» TASK OBJECTIVE
Restate word for word the lines that begin the listing and end with the line holding "pub fn track(&self, name: impl".

» DATA PROVIDED
+---+

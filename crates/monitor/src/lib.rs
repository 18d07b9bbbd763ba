use arsenal_core::events::{EventSink, LauncherEvent};
use arsenal_kernel::join_with_timeout;
use std::collections::HashMap;
use std::sync::atomic::{AtomicBool, Ordering};
use std::sync::{Arc, Mutex, MutexGuard};
use std::thread::{self, JoinHandle};
use std::time::{Duration, Instant};
use sysinfo::{Pid, ProcessesToUpdate, System};

const DEFAULT_POLL_INTERVAL: Duration = Duration::from_secs(2);
const POLL_SLEEP_STEP: Duration = Duration::from_millis(100);
const SHUTDOWN_TIMEOUT: Duration = Duration::from_millis(1000);

/// Watches launched tool processes and reports through the event sink when
/// one disappears from the process table. Best effort only: a pid the
/// process table cannot answer for is treated as gone.
pub struct ProcessMonitor {
    tracked: Arc<Mutex<HashMap<String, u32>>>,
    running: Arc<AtomicBool>,
    sampler_started: AtomicBool,
    poll_interval: Duration,
    sink: EventSink,
    handle: Mutex<Option<JoinHandle<()>>>,
}

impl ProcessMonitor {
    pub fn new(sink: EventSink) -> Self {
        Self::with_poll_interval(sink, DEFAULT_POLL_INTERVAL)
    }

    pub fn with_poll_interval(sink: EventSink, poll_interval: Duration) -> Self {
        Self {
            tracked: Arc::new(Mutex::new(HashMap::new())),
            running: Arc::new(AtomicBool::new(false)),
            sampler_started: AtomicBool::new(false),
            poll_interval: poll_interval.max(POLL_SLEEP_STEP),
            sink,
            handle: Mutex::new(None),
        }
    }

    pub fn track(&self, name: impl Into<String>, pid: u32) {
        let name = name.into();
        tracing::debug!(event = "process_tracked", tool = name, pid);
        lock_unpoisoned(&self.tracked).insert(name, pid);
    }

    pub fn untrack(&self, name: &str) {
        lock_unpoisoned(&self.tracked).remove(name);
    }

    pub fn tracked(&self) -> Vec<(String, u32)> {
        lock_unpoisoned(&self.tracked)
            .iter()
            .map(|(name, pid)| (name.clone(), *pid))
            .collect()
    }

    /// Starts the sampler thread. Idempotent; only the first call spawns.
    pub fn start(&self) -> bool {
        if self.sampler_started.swap(true, Ordering::AcqRel) {
            return false;
        }
        self.running.store(true, Ordering::Release);

        let tracked = Arc::clone(&self.tracked);
        let running = Arc::clone(&self.running);
        let sink = Arc::clone(&self.sink);
        let poll_interval = self.poll_interval;
        let spawned = thread::Builder::new()
            .name("process-monitor".to_string())
            .spawn(move || {
                let mut system = System::new();
                while running.load(Ordering::Acquire) {
                    sweep_dead_processes(&mut system, &tracked, &sink);

                    // Sleep in small steps so shutdown is not held for a
                    // full poll interval.
                    let deadline = Instant::now() + poll_interval;
                    while running.load(Ordering::Acquire) && Instant::now() < deadline {
                        thread::sleep(POLL_SLEEP_STEP);
                    }
                }
            })
            .ok();

        match spawned {
            Some(handle) => {
                *lock_unpoisoned(&self.handle) = Some(handle);
                true
            }
            None => {
                tracing::error!(event = "monitor_thread_spawn_failed");
                self.sampler_started.store(false, Ordering::Release);
                self.running.store(false, Ordering::Release);
                false
            }
        }
    }

    /// Stops the sampler and joins it with a bounded timeout.
    pub fn stop(&self) {
        self.running.store(false, Ordering::Release);
        if let Some(handle) = lock_unpoisoned(&self.handle).take() {
            join_with_timeout(handle, "process-monitor", SHUTDOWN_TIMEOUT);
        }
    }
}

impl Drop for ProcessMonitor {
    fn drop(&mut self) {
        self.stop();
    }
}

/// One poll pass: refresh the tracked pids, emit `ProcessExited` for every
/// pid no longer alive and drop it from the map.
fn sweep_dead_processes(
    system: &mut System,
    tracked: &Mutex<HashMap<String, u32>>,
    sink: &EventSink,
) {
    let watched: Vec<(String, u32)> = lock_unpoisoned(tracked)
        .iter()
        .map(|(name, pid)| (name.clone(), *pid))
        .collect();
    if watched.is_empty() {
        return;
    }

    let pids: Vec<Pid> = watched.iter().map(|(_, pid)| Pid::from_u32(*pid)).collect();
    system.refresh_processes(ProcessesToUpdate::Some(&pids), true);

    for (name, pid) in watched {
        if system.process(Pid::from_u32(pid)).is_some() {
            continue;
        }
        lock_unpoisoned(tracked).remove(&name);
        tracing::info!(event = "process_exited", tool = name, pid);
        sink(LauncherEvent::ProcessExited { name, pid });
    }
}

fn lock_unpoisoned<T>(mutex: &Mutex<T>) -> MutexGuard<'_, T> {
    match mutex.lock() {
        Ok(guard) => guard,
        Err(poisoned) => poisoned.into_inner(),
    }
}

#[cfg(test)]
#[path = "../tests/monitor/monitor_tests.rs"]
mod tests;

+---+

» SOLUTION BELOW
filename crates/monitor/src/lib.rs
repository 18d07b9bbbd763ba
use arsenal_core::events::{EventSink, LauncherEvent};
use arsenal_kernel::join_with_timeout;
use std::collections::HashMap;
use std::sync::atomic::{AtomicBool, Ordering};
use std::sync::{Arc, Mutex, MutexGuard};
use std::thread::{self, JoinHandle};
use std::time::{Duration, Instant};
use sysinfo::{Pid, ProcessesToUpdate, System};

const DEFAULT_POLL_INTERVAL: Duration = Duration::from_secs(2);
const POLL_SLEEP_STEP: Duration = Duration::from_millis(100);
const SHUTDOWN_TIMEOUT: Duration = Duration::from_millis(1000);

/// Watches launched tool processes and reports through the event sink when
/// one disappears from the process table. Best effort only: a pid the
/// process table cannot answer for is treated as gone.
pub struct ProcessMonitor {
    tracked: Arc<Mutex<HashMap<String, u32>>>,
    running: Arc<AtomicBool>,
    sampler_started: AtomicBool,
    poll_interval: Duration,
    sink: EventSink,
    handle: Mutex<Option<JoinHandle<()>>>,
}

impl ProcessMonitor {
    pub fn new(sink: EventSink) -> Self {
        Self::with_poll_interval(sink, DEFAULT_POLL_INTERVAL)
    }

    pub fn with_poll_interval(sink: EventSink, poll_interval: Duration) -> Self {
        Self {
            tracked: Arc::new(Mutex::new(HashMap::new())),
            running: Arc::new(AtomicBool::new(false)),
            sampler_started: AtomicBool::new(false),
            poll_interval: poll_interval.max(POLL_SLEEP_STEP),
            sink,
            handle: Mutex::new(None),
        }
    }

    pub fn track(&self, name: impl Into<String>, pid: u32) {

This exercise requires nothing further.